Protein-coding gene in humans

Potassium voltage-gated channel subfamily D member 3 also known as K_{v}4.3 is a protein that in humans is encoded by the KCND3 gene. It contributes to the cardiac transient outward potassium current (I_{to1}), the main contributing current to the repolarizing phase 1 of the cardiac action potential.

== Function ==

Voltage-gated potassium (K_{v}) channels represent the most complex class of voltage-gated ion channels from both functional and structural standpoints. Their diverse functions include regulating neurotransmitter release, heart rate, insulin secretion, neuronal excitability, epithelial electrolyte transport, smooth muscle contraction, and cell volume. Four sequence-related potassium channel genes – shaker, shaw, shab, and shal – have been identified in Drosophila, and each has been shown to have human homolog(s).

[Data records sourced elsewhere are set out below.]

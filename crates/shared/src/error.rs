use serde::{Deserialize, Serialize};
use thiserror::Error;

/// JSON error envelope the masking service emits for rejected requests,
/// both as non-2xx bodies and inside HTTP 200 `status: "error"` responses.
#[derive(Debug, Clone, Serialize, Deserialize)]
pub struct ServiceError {
    pub message: String,
    #[serde(default, skip_serializing_if = "Option::is_none")]
    pub debug_error: Option<String>,
    #[serde(default)]
    pub fallback_used: bool,
}

impl ServiceError {
    pub fn new(message: impl Into<String>) -> Self {
        Self {
            message: message.into(),
            debug_error: None,
            fallback_used: false,
        }
    }
}

#[derive(Debug, Clone, Error)]
#[error("{message}")]
pub struct ServiceException {
    pub message: String,
    pub debug_error: Option<String>,
}

impl ServiceException {
    pub fn new(message: impl Into<String>) -> Self {
        Self {
            message: message.into(),
            debug_error: None,
        }
    }
}

impl From<ServiceError> for ServiceException {
    fn from(value: ServiceError) -> Self {
        Self {
            message: value.message,
            debug_error: value.debug_error,
        }
    }
}
impl HammingCode {
    /// Constructs the Hamming code with `parity_bits` parity bits.
    ///
    /// # Arguments
    ///
    /// * `parity_bits` - Number of parity bits `m`, between 2 and [`MAX_PARITY_BITS`]
    ///
    /// # Returns
    ///
    /// The code with its G, H and R matrices, already checked against
    /// `H·G = 0` and `R·G = I`, or `InvalidParameter` for an unsupported `m`
    pub fn new(parity_bits: usize) -> Result<Self> {
        if parity_bits < MIN_PARITY_BITS {
            return Err(Error::invalid_parameter(format!(
                "a Hamming code needs at least {} parity bits, got {}",
                MIN_PARITY_BITS, parity_bits
            )));
        }
        if parity_bits > MAX_PARITY_BITS {
            return Err(Error::invalid_parameter(format!(
                "at most {} parity bits are supported, got {}",
                MAX_PARITY_BITS, parity_bits
            )));
        }

        let total_bits = (1usize << parity_bits) - 1;
        let data_bits = total_bits - parity_bits;
        let data_positions = data_positions(total_bits);

        // H: column j is j in binary
        let columns = (1..=total_bits)
            .map(|position| position_to_syndrome(position, parity_bits))
            .collect::<Result<Vec<_>>>()?;
        let parity_check = Gf2Matrix::from_columns(columns)?;

        // G: identity on the data rows
        let mut generator = Gf2Matrix::zeros(total_bits, data_bits);
        for (logical, &position) in data_positions.iter().enumerate() {
            generator.set(position - 1, logical, true)?;
        }

        // G: each parity row is the sum of the data rows it covers
        for check in 0..parity_bits {
            let parity_position = 1usize << check;
            let mut row = Gf2Vector::zeros(data_bits);
            for &position in &data_positions {
                if parity_check.get(check, position - 1) == Some(true) {
                    let data_row = generator
                        .row(position - 1)
                        .ok_or_else(|| Error::invalid_parameter("data row out of range"))?;
                    row = row.add(&data_row)?;
                }
            }
            trace!("parity position {} covers {}", parity_position, row);
            generator.set_row(parity_position - 1, &row)?;
        }

        let mut extraction = Gf2Matrix::zeros(data_bits, total_bits);
        for (logical, &position) in data_positions.iter().enumerate() {
            extraction.set(logical, position - 1, true)?;
        }

        let code = HammingCode {
            parity_bits,
            data_bits,
            generator,
            parity_check,
            extraction,
        };
        code.verify()?;

        debug!(
            "constructed Hamming({}, {}) code with {} parity bits",
            total_bits, data_bits, parity_bits
        );
        Ok(code)
    }

    /// Creates a standard (7,4) Hamming code
    pub fn standard_7_4() -> Self {
        Self::new(3).expect("m = 3 is always a valid Hamming code")
    }

    /// Re-checks `H·G ≡ 0` and `R·G ≡ I_k` (mod 2)
    pub fn verify(&self) -> Result<()> {
        let hg = self.parity_check.mul(&self.generator)?;
        if !hg.is_zero() {
            return Err(Error::InvariantViolation(format!(
                "H·G is not zero for m = {}",
                self.parity_bits
            )));
        }
        let rg = self.extraction.mul(&self.generator)?;
        if !rg.is_identity() {
            return Err(Error::InvariantViolation(format!(
                "R·G is not the identity for m = {}",
                self.parity_bits
            )));
        }
        Ok(())
    }

    /// Number of parity bits (m)
    pub fn parity_bits(&self) -> usize {
        self.parity_bits
    }

    /// Number of data bits per block (k)
    pub fn data_bits(&self) -> usize {
        self.data_bits
    }

    /// Gets the total code word length (n = data bits + parity bits)
    pub fn total_bits(&self) -> usize {
        self.data_bits + self.parity_bits
    }

    pub fn generator(&self) -> &Gf2Matrix {
        &self.generator
    }

    pub fn parity_check(&self) -> &Gf2Matrix {
        &self.parity_check
    }

    pub fn extraction(&self) -> &Gf2Matrix {
        &self.extraction
    }

    /// Whether the 1-indexed `position` holds a parity bit
    pub fn is_parity_position(&self, position: usize) -> bool {
        position <= self.total_bits() && position.is_power_of_two()
    }

    /// 1-indexed parity positions: 1, 2, 4, ...
    pub fn parity_positions(&self) -> Vec<usize> {
        (0..self.parity_bits).map(|i| 1 << i).collect()
    }

    /// 1-indexed data positions in logical order
    pub fn data_positions(&self) -> Vec<usize> {
        data_positions(self.total_bits())
    }

    /// Encodes a k-bit logical word as `G · word`
    pub fn encode(&self, word: &Gf2Vector) -> Result<Gf2Vector> {
        if word.len() != self.data_bits {
            return Err(Error::dimension_mismatch(
                "encode",
                self.data_bits,
                word.len(),
            ));
        }
        self.generator.mul_vec(word)
    }

    /// Syndrome of a received word, as a position in 0..=n
    pub fn syndrome(&self, received: &Gf2Vector) -> Result<usize> {
        self.check_received(received)?;
        syndrome_to_position(&self.parity_check.mul_vec(received)?)
    }

    /// Whether `v` lies in the null space of H
    pub fn is_codeword(&self, v: &Gf2Vector) -> Result<bool> {
        Ok(self.syndrome(v)? == 0)
    }

    /// Decodes a received n-bit word, correcting a single-bit error
    ///
    /// # Arguments
    ///
    /// * `received` - The possibly corrupted codeword
    ///
    /// # Returns
    ///
    /// The recovered logical word together with the syndrome. A nonzero
    /// syndrome is trusted as the error position; with two or more flipped
    /// bits it will be wrong and the returned word silently differs.
    pub fn decode(&self, received: &Gf2Vector) -> Result<Decoded> {
        let syndrome = self.syndrome(received)?;
        let mut corrected = received.clone();

        let correction = if syndrome == 0 {
            Correction::None
        } else {
            corrected.flip(syndrome - 1)?;
            match logical_index(syndrome) {
                None => Correction::Parity { position: syndrome },
                Some(logical_index) => Correction::Data {
                    position: syndrome,
                    logical_index,
                },
            }
        };
        if correction != Correction::None {
            debug!("syndrome {} corrected: {:?}", syndrome, correction);
        }

        let word = self.extraction.mul_vec(&corrected)?;
        Ok(Decoded {
            word,
            syndrome,
            corrected,
            correction,
        })
    }

    /// Gets the number of encoded bytes needed for a given number of input bytes
    pub fn encoded_bytes_needed(&self, input_bytes: usize) -> usize {
        let total_input_bits = (input_bytes + LENGTH_PREFIX_BYTES) * 8;
        let total_blocks = total_input_bits.div_ceil(self.data_bits);
        (total_blocks * self.total_bits()).div_ceil(8)
    }

    /// Encodes a byte slice block by block
    ///
    /// The payload is framed with its 32-bit big-endian length, split MSB-first into
    /// k-bit blocks (the last one zero-filled) and each block is encoded to n bits.
    pub fn encode_bytes(&self, data: &[u8]) -> Result<Vec<u8>> {
        let length = u32::try_from(data.len()).map_err(|_| {
            Error::invalid_parameter(format!("payload of {} bytes is too long", data.len()))
        })?;
        let mut framed = Vec::with_capacity(data.len() + LENGTH_PREFIX_BYTES);
        framed.extend_from_slice(&length.to_be_bytes());
        framed.extend_from_slice(data);

        let input_bits = framed.view_bits::<Msb0>();
        let blocks = input_bits.len().div_ceil(self.data_bits);
        let n = self.total_bits();
        let mut encoded = bitvec![u8, Msb0; 0; blocks * n];

        for (block_idx, chunk) in input_bits.chunks(self.data_bits).enumerate() {
            let word: Gf2Vector = chunk
                .iter()
                .by_vals()
                .chain(std::iter::repeat(false))
                .take(self.data_bits)
                .collect();
            let codeword = self.encode(&word)?;
            let output = &mut encoded[block_idx * n..(block_idx + 1) * n];
            for (i, bit) in codeword.iter().enumerate() {
                output.set(i, bit);
            }
        }

        Ok(encoded.as_raw_slice().to_vec())
    }

    /// Decodes data produced by [`HammingCode::encode_bytes`], correcting one error per block
    pub fn decode_bytes(&self, encoded: &[u8]) -> Result<Vec<u8>> {
        let encoded_bits = encoded.view_bits::<Msb0>();
        let n = self.total_bits();
        let k = self.data_bits;
        let blocks = encoded_bits.len() / n;
        let mut decoded = bitvec![u8, Msb0; 0; blocks * k];

        let mut corrections = 0usize;
        for block_idx in 0..blocks {
            let received =
                Gf2Vector::from_bitslice(&encoded_bits[block_idx * n..(block_idx + 1) * n]);
            let block = self.decode(&received)?;
            if block.syndrome != 0 {
                corrections += 1;
            }
            let output = &mut decoded[block_idx * k..(block_idx + 1) * k];
            for (i, bit) in block.word.iter().enumerate() {
                output.set(i, bit);
            }
        }
        if corrections > 0 {
            debug!("corrected {} of {} blocks", corrections, blocks);
        }

        let header_bits = LENGTH_PREFIX_BYTES * 8;
        if decoded.len() < header_bits {
            return Err(Error::dimension_mismatch(
                "byte stream header bits",
                header_bits,
                decoded.len(),
            ));
        }

        let bytes = decoded.as_raw_slice();
        let mut header = [0u8; LENGTH_PREFIX_BYTES];
        header.copy_from_slice(&bytes[..LENGTH_PREFIX_BYTES]);
        let declared = u32::from_be_bytes(header) as usize;
        let available = decoded.len() / 8 - LENGTH_PREFIX_BYTES;
        if declared > available {
            return Err(Error::dimension_mismatch(
                "byte stream payload",
                declared,
                available,
            ));
        }

        let expected = self.encoded_bytes_needed(declared);
        if encoded.len() != expected {
            return Err(Error::dimension_mismatch(
                "byte stream length",
                expected,
                encoded.len(),
            ));
        }

        Ok(bytes[LENGTH_PREFIX_BYTES..LENGTH_PREFIX_BYTES + declared].to_vec())
    }

    fn check_received(&self, received: &Gf2Vector) -> Result<()> {
        if received.len() != self.total_bits() {
            return Err(Error::dimension_mismatch(
                "received word",
                self.total_bits(),
                received.len(),
            ));
        }
        Ok(())
    }
}
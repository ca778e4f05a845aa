//! Randomised single-error trials.
//!
//! Each trial encodes a random word, flips one random bit, decodes and
//! records whether the word came back. Trials are independent and seeded
//! individually, so a parallel run reports exactly what a serial run does.

use crate::ecc::channel::inject_random_error;
use crate::ecc::gf2::Gf2Vector;
use crate::ecc::hamming::HammingCode;
use crate::ecc::Result;
use log::debug;
use rand::SeedableRng;
use rand_chacha::ChaCha8Rng;
use rayon::prelude::*;

/// Configuration for a batch of trials.
#[derive(Debug, Clone)]
pub struct TrialConfig {
    /// Number of encode/corrupt/decode rounds
    pub trials: usize,
    /// Base seed; trial `i` uses `seed + i`
    pub seed: u64,
    /// Spread trials over the rayon thread pool
    pub parallel: bool,
}

impl Default for TrialConfig {
    fn default() -> Self {
        Self {
            trials: 1000,
            seed: 0x5eed,
            parallel: cfg!(feature = "parallel"),
        }
    }
}

/// Tally of a batch of trials.
#[derive(Debug, Clone, Copy, Default, PartialEq, Eq)]
pub struct TrialReport {
    pub trials: usize,
    /// Decoded word equal to the sent word
    pub recovered: usize,
    /// Syndrome equal to the flipped position
    pub syndrome_matches: usize,
    /// Flips that landed on a parity position
    pub parity_hits: usize,
    /// Flips that landed on a data position
    pub data_hits: usize,
}

impl TrialReport {
    pub fn all_recovered(&self) -> bool {
        self.recovered == self.trials && self.syndrome_matches == self.trials
    }

    fn record(mut self, outcome: TrialOutcome) -> Self {
        self.trials += 1;
        self.recovered += usize::from(outcome.recovered);
        self.syndrome_matches += usize::from(outcome.syndrome_matched);
        if outcome.parity_hit {
            self.parity_hits += 1;
        } else {
            self.data_hits += 1;
        }
        self
    }
}

#[derive(Debug, Clone, Copy)]
struct TrialOutcome {
    recovered: bool,
    syndrome_matched: bool,
    parity_hit: bool,
}

fn run_trial(code: &HammingCode, seed: u64, trial: usize) -> Result<TrialOutcome> {
    let mut rng = ChaCha8Rng::seed_from_u64(seed.wrapping_add(trial as u64));
    let word = Gf2Vector::random(code.data_bits(), &mut rng);
    let codeword = code.encode(&word)?;
    let (received, position) = inject_random_error(&codeword, &mut rng)?;
    let decoded = code.decode(&received)?;

    Ok(TrialOutcome {
        recovered: decoded.word == word,
        syndrome_matched: decoded.syndrome == position,
        parity_hit: code.is_parity_position(position),
    })
}

/// Runs `config.trials` single-error trials against `code`
pub fn run_trials(code: &HammingCode, config: &TrialConfig) -> Result<TrialReport> {
    let outcomes: Vec<TrialOutcome> = if config.parallel {
        (0..config.trials)
            .into_par_iter()
            .map(|trial| run_trial(code, config.seed, trial))
            .collect::<Result<_>>()?
    } else {
        (0..config.trials)
            .map(|trial| run_trial(code, config.seed, trial))
            .collect::<Result<_>>()?
    };

    let report = outcomes
        .into_iter()
        .fold(TrialReport::default(), TrialReport::record);
    debug!(
        "Hamming({}, {}): {}/{} trials recovered",
        code.total_bits(),
        code.data_bits(),
        report.recovered,
        report.trials
    );
    Ok(report)
}

#[cfg(test)]
mod tests {
    use super::*;

    #[test]
    fn test_all_trials_recover() {
        for m in 2..=5 {
            let code = HammingCode::new(m).unwrap();
            let config = TrialConfig {
                trials: 500,
                seed: m as u64,
                parallel: false,
            };
            let report = run_trials(&code, &config).unwrap();
            assert_eq!(report.trials, 500);
            assert!(report.all_recovered(), "m = {}: {:?}", m, report);
            assert_eq!(report.parity_hits + report.data_hits, 500);
        }
    }

    #[test]
    fn test_parallel_matches_serial() {
        let code = HammingCode::new(4).unwrap();
        let serial = TrialConfig {
            trials: 256,
            seed: 99,
            parallel: false,
        };
        let parallel = TrialConfig {
            parallel: true,
            ..serial.clone()
        };
        assert_eq!(
            run_trials(&code, &serial).unwrap(),
            run_trials(&code, &parallel).unwrap()
        );
    }

    #[test]
    fn test_zero_trials() {
        let code = HammingCode::standard_7_4();
        let config = TrialConfig {
            trials: 0,
            ..TrialConfig::default()
        };
        let report = run_trials(&code, &config).unwrap();
        assert_eq!(report, TrialReport::default());
        assert!(report.all_recovered());
    }
}
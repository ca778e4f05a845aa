pub mod ecc;
pub mod error;

pub use ecc::{
    construct_code, inject_error, Correction, Decoded, ErrorCorrection, Gf2Matrix, Gf2Vector,
    HammingCode,
};
pub use error::{Error, Result};
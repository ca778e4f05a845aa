//! Linear algebra over GF(2).
//!
//! Vectors and matrix rows are bit-packed with `bitvec`, so every stored
//! entry is already reduced mod 2. Addition is XOR; products accumulate with
//! XOR of ANDed bits, which keeps intermediate sums inside {0, 1} as well.
//!
//! This module also owns the one bit-ordering convention shared by the code
//! constructor and the syndrome decoder: bit `i` of a syndrome carries `2^i`.

use crate::ecc::Result;
use crate::error::Error;
use bitvec::prelude::*;
use rand::Rng;
use std::fmt;

/// A fixed-length vector over GF(2).
#[derive(Debug, Clone, PartialEq, Eq, Default)]
pub struct Gf2Vector {
    bits: BitVec,
}

impl Gf2Vector {
    /// The all-zero vector of the given length
    pub fn zeros(len: usize) -> Self {
        Gf2Vector {
            bits: BitVec::repeat(false, len),
        }
    }

    /// The standard basis vector with a single 1 at `index` (0-indexed)
    pub fn basis(len: usize, index: usize) -> Result<Self> {
        if index >= len {
            return Err(Error::invalid_parameter(format!(
                "basis index {} out of range for length {}",
                index, len
            )));
        }
        let mut v = Self::zeros(len);
        v.bits.set(index, true);
        Ok(v)
    }

    pub fn from_bools(bits: &[bool]) -> Self {
        bits.iter().copied().collect()
    }

    /// Copies any bit slice, whatever its storage and ordering
    pub fn from_bitslice<T: BitStore, O: BitOrder>(bits: &BitSlice<T, O>) -> Self {
        bits.iter().by_vals().collect()
    }

    /// Draws every bit uniformly at random
    pub fn random<R: Rng + ?Sized>(len: usize, rng: &mut R) -> Self {
        (0..len).map(|_| rng.gen::<bool>()).collect()
    }

    pub fn len(&self) -> usize {
        self.bits.len()
    }

    pub fn is_empty(&self) -> bool {
        self.bits.is_empty()
    }

    pub fn get(&self, index: usize) -> Option<bool> {
        self.bits.get(index).map(|bit| *bit)
    }

    pub fn set(&mut self, index: usize, value: bool) -> Result<()> {
        self.check_index(index)?;
        self.bits.set(index, value);
        Ok(())
    }

    /// Flips the bit at `index` (0-indexed)
    pub fn flip(&mut self, index: usize) -> Result<()> {
        self.check_index(index)?;
        let current = self.bits[index];
        self.bits.set(index, !current);
        Ok(())
    }

    /// Element-wise XOR
    pub fn add(&self, other: &Gf2Vector) -> Result<Gf2Vector> {
        if self.len() != other.len() {
            return Err(Error::dimension_mismatch(
                "vector addition",
                self.len(),
                other.len(),
            ));
        }
        let mut bits = self.bits.clone();
        xor_words(&mut bits, &other.bits);
        Ok(Gf2Vector { bits })
    }

    /// Inner product mod 2
    pub fn dot(&self, other: &Gf2Vector) -> Result<bool> {
        if self.len() != other.len() {
            return Err(Error::dimension_mismatch(
                "inner product",
                self.len(),
                other.len(),
            ));
        }
        Ok(parity_of_and(&self.bits, &other.bits))
    }

    /// Number of ones (Hamming weight)
    pub fn weight(&self) -> usize {
        self.bits.count_ones()
    }

    pub fn is_zero(&self) -> bool {
        self.bits.not_any()
    }

    pub fn iter(&self) -> impl Iterator<Item = bool> + '_ {
        self.bits.iter().by_vals()
    }

    /// The bits as 0/1 bytes, index 0 first
    pub fn to_bits(&self) -> Vec<u8> {
        self.iter().map(u8::from).collect()
    }

    pub fn as_bitslice(&self) -> &BitSlice {
        &self.bits
    }

    fn check_index(&self, index: usize) -> Result<()> {
        if index >= self.len() {
            return Err(Error::invalid_parameter(format!(
                "bit index {} out of range for length {}",
                index,
                self.len()
            )));
        }
        Ok(())
    }
}

impl FromIterator<bool> for Gf2Vector {
    fn from_iter<I: IntoIterator<Item = bool>>(iter: I) -> Self {
        Gf2Vector {
            bits: iter.into_iter().collect(),
        }
    }
}

impl TryFrom<&[u8]> for Gf2Vector {
    type Error = Error;

    /// Builds a vector from 0/1 values; anything else is rejected
    fn try_from(values: &[u8]) -> Result<Self> {
        values
            .iter()
            .enumerate()
            .map(|(i, &value)| match value {
                0 => Ok(false),
                1 => Ok(true),
                other => Err(Error::invalid_parameter(format!(
                    "value {} at index {} is not a GF(2) element",
                    other, i
                ))),
            })
            .collect()
    }
}

impl fmt::Display for Gf2Vector {
    fn fmt(&self, f: &mut fmt::Formatter<'_>) -> fmt::Result {
        for bit in self.iter() {
            write!(f, "{}", u8::from(bit))?;
        }
        Ok(())
    }
}

/// A dense matrix over GF(2), stored as bit-packed rows.
#[derive(Debug, Clone, PartialEq, Eq)]
pub struct Gf2Matrix {
    rows: usize,
    cols: usize,
    data: Vec<BitVec>,
}

impl Gf2Matrix {
    pub fn zeros(rows: usize, cols: usize) -> Self {
        Gf2Matrix {
            rows,
            cols,
            data: vec![BitVec::repeat(false, cols); rows],
        }
    }

    pub fn identity(size: usize) -> Self {
        let mut m = Self::zeros(size, size);
        for (i, row) in m.data.iter_mut().enumerate() {
            row.set(i, true);
        }
        m
    }

    /// Stacks vectors as rows. All rows must share one length.
    pub fn from_rows(rows: Vec<Gf2Vector>) -> Result<Self> {
        let cols = rows.first().map_or(0, Gf2Vector::len);
        if let Some(ragged) = rows.iter().find(|row| row.len() != cols) {
            return Err(Error::dimension_mismatch(
                "matrix rows",
                cols,
                ragged.len(),
            ));
        }
        Ok(Gf2Matrix {
            rows: rows.len(),
            cols,
            data: rows.into_iter().map(|row| row.bits).collect(),
        })
    }

    /// Places vectors side by side as columns
    pub fn from_columns(columns: Vec<Gf2Vector>) -> Result<Self> {
        Ok(Self::from_rows(columns)?.transpose())
    }

    /// Parses rows of 0/1 values
    pub fn from_bits(rows: &[Vec<u8>]) -> Result<Self> {
        let rows = rows
            .iter()
            .map(|row| Gf2Vector::try_from(row.as_slice()))
            .collect::<Result<Vec<_>>>()?;
        Self::from_rows(rows)
    }

    pub fn rows(&self) -> usize {
        self.rows
    }

    pub fn cols(&self) -> usize {
        self.cols
    }

    pub fn get(&self, row: usize, col: usize) -> Option<bool> {
        self.data.get(row)?.get(col).map(|bit| *bit)
    }

    pub fn set(&mut self, row: usize, col: usize, value: bool) -> Result<()> {
        self.check_position(row, col)?;
        self.data[row].set(col, value);
        Ok(())
    }

    pub fn row(&self, row: usize) -> Option<Gf2Vector> {
        self.data.get(row).map(|bits| Gf2Vector { bits: bits.clone() })
    }

    pub fn set_row(&mut self, row: usize, values: &Gf2Vector) -> Result<()> {
        if row >= self.rows {
            return Err(Error::invalid_parameter(format!(
                "row {} out of range for {} rows",
                row, self.rows
            )));
        }
        if values.len() != self.cols {
            return Err(Error::dimension_mismatch("row assignment", self.cols, values.len()));
        }
        self.data[row] = values.bits.clone();
        Ok(())
    }

    pub fn column(&self, col: usize) -> Option<Gf2Vector> {
        if col >= self.cols {
            return None;
        }
        Some(self.data.iter().map(|row| row[col]).collect())
    }

    pub fn transpose(&self) -> Gf2Matrix {
        let mut t = Self::zeros(self.cols, self.rows);
        for (r, row) in self.data.iter().enumerate() {
            for c in row.iter_ones() {
                t.data[c].set(r, true);
            }
        }
        t
    }

    /// Element-wise XOR
    pub fn add(&self, other: &Gf2Matrix) -> Result<Gf2Matrix> {
        if self.rows != other.rows {
            return Err(Error::dimension_mismatch("matrix addition rows", self.rows, other.rows));
        }
        if self.cols != other.cols {
            return Err(Error::dimension_mismatch("matrix addition columns", self.cols, other.cols));
        }
        let rows = self
            .data
            .iter()
            .zip(&other.data)
            .map(|(a, b)| {
                let mut sum = a.clone();
                xor_words(&mut sum, b);
                sum
            })
            .collect();
        Ok(Gf2Matrix {
            rows: self.rows,
            cols: self.cols,
            data: rows,
        })
    }

    /// Matrix product mod 2; `self` is a×b, `other` must be b×c
    pub fn mul(&self, other: &Gf2Matrix) -> Result<Gf2Matrix> {
        if self.cols != other.rows {
            return Err(Error::dimension_mismatch(
                "matrix product",
                self.cols,
                other.rows,
            ));
        }
        // row i of the product is the sum of the rows of `other` picked by row i of `self`
        let data = self
            .data
            .iter()
            .map(|row| {
                let mut out = BitVec::repeat(false, other.cols);
                for picked in row.iter_ones() {
                    xor_words(&mut out, &other.data[picked]);
                }
                out
            })
            .collect();
        Ok(Gf2Matrix {
            rows: self.rows,
            cols: other.cols,
            data,
        })
    }

    /// Matrix-vector product mod 2
    pub fn mul_vec(&self, v: &Gf2Vector) -> Result<Gf2Vector> {
        if self.cols != v.len() {
            return Err(Error::dimension_mismatch(
                "matrix-vector product",
                self.cols,
                v.len(),
            ));
        }
        Ok(self
            .data
            .iter()
            .map(|row| parity_of_and(row, &v.bits))
            .collect())
    }

    pub fn is_zero(&self) -> bool {
        self.data.iter().all(|row| row.not_any())
    }

    pub fn is_identity(&self) -> bool {
        self.rows == self.cols
            && self
                .data
                .iter()
                .enumerate()
                .all(|(i, row)| row.count_ones() == 1 && row[i])
    }

    fn check_position(&self, row: usize, col: usize) -> Result<()> {
        if row >= self.rows || col >= self.cols {
            return Err(Error::invalid_parameter(format!(
                "entry ({}, {}) out of range for {}x{} matrix",
                row, col, self.rows, self.cols
            )));
        }
        Ok(())
    }
}

impl fmt::Display for Gf2Matrix {
    fn fmt(&self, f: &mut fmt::Formatter<'_>) -> fmt::Result {
        for row in &self.data {
            for bit in row.iter().by_vals() {
                write!(f, "{}", u8::from(bit))?;
            }
            writeln!(f)?;
        }
        Ok(())
    }
}

// Rows and vectors are always built from bit 0 of their first word, so equal
// lengths mean equal word layouts. Bits past `len()` in the last word are
// not guaranteed to be zero and are masked off where they could leak.

/// Adds `src` into `dst` a word at a time. Both must share one length.
fn xor_words(dst: &mut BitVec, src: &BitVec) {
    for (d, s) in dst.as_raw_mut_slice().iter_mut().zip(src.as_raw_slice()) {
        *d ^= *s;
    }
}

/// Inner product mod 2 of two equal-length rows, one word at a time.
fn parity_of_and(a: &BitVec, b: &BitVec) -> bool {
    let words = a.as_raw_slice().len();
    let tail_mask = match a.len() % usize::BITS as usize {
        0 => usize::MAX,
        live => (1usize << live) - 1,
    };
    let acc = a
        .as_raw_slice()
        .iter()
        .zip(b.as_raw_slice())
        .enumerate()
        .fold(0usize, |acc, (i, (x, y))| {
            let word = x & y;
            acc ^ (if i + 1 == words { word & tail_mask } else { word })
        });
    acc.count_ones() & 1 == 1
}

/// Binary representation of a 1-indexed codeword position, least significant
/// bit first, padded to `parity_bits` entries.
///
/// Column `j` of the parity-check matrix is `position_to_syndrome(j, m)`, so a
/// single error at position `j` produces exactly this syndrome.
pub fn position_to_syndrome(position: usize, parity_bits: usize) -> Result<Gf2Vector> {
    if parity_bits < usize::BITS as usize && position >> parity_bits != 0 {
        return Err(Error::invalid_parameter(format!(
            "position {} does not fit in {} bits",
            position, parity_bits
        )));
    }
    Ok((0..parity_bits)
        .map(|i| i < usize::BITS as usize && (position >> i) & 1 == 1)
        .collect())
}

/// Inverse of [`position_to_syndrome`]: bit `i` contributes `2^i`.
pub fn syndrome_to_position(syndrome: &Gf2Vector) -> Result<usize> {
    if syndrome.len() > usize::BITS as usize {
        return Err(Error::invalid_parameter(format!(
            "syndrome of {} bits does not fit in a position index",
            syndrome.len()
        )));
    }
    Ok(syndrome
        .as_bitslice()
        .iter_ones()
        .fold(0usize, |acc, i| acc | (1 << i)))
}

K_{v}4.3 is a member of the potassium channel, voltage-gated, shal-related subfamily, members of which form voltage-activated A-type potassium ion channels and are prominent in the repolarization phase of the action potential. This member includes two isoforms with different sizes, which are encoded by alternatively spliced transcript variants of this gene.

== Clinical significance ==

Gain of function is believed to cause Brugada syndrome although only indirectly shown by mutations in the beta subunit KCNE3 which causes gain of function of K_{v}4.3.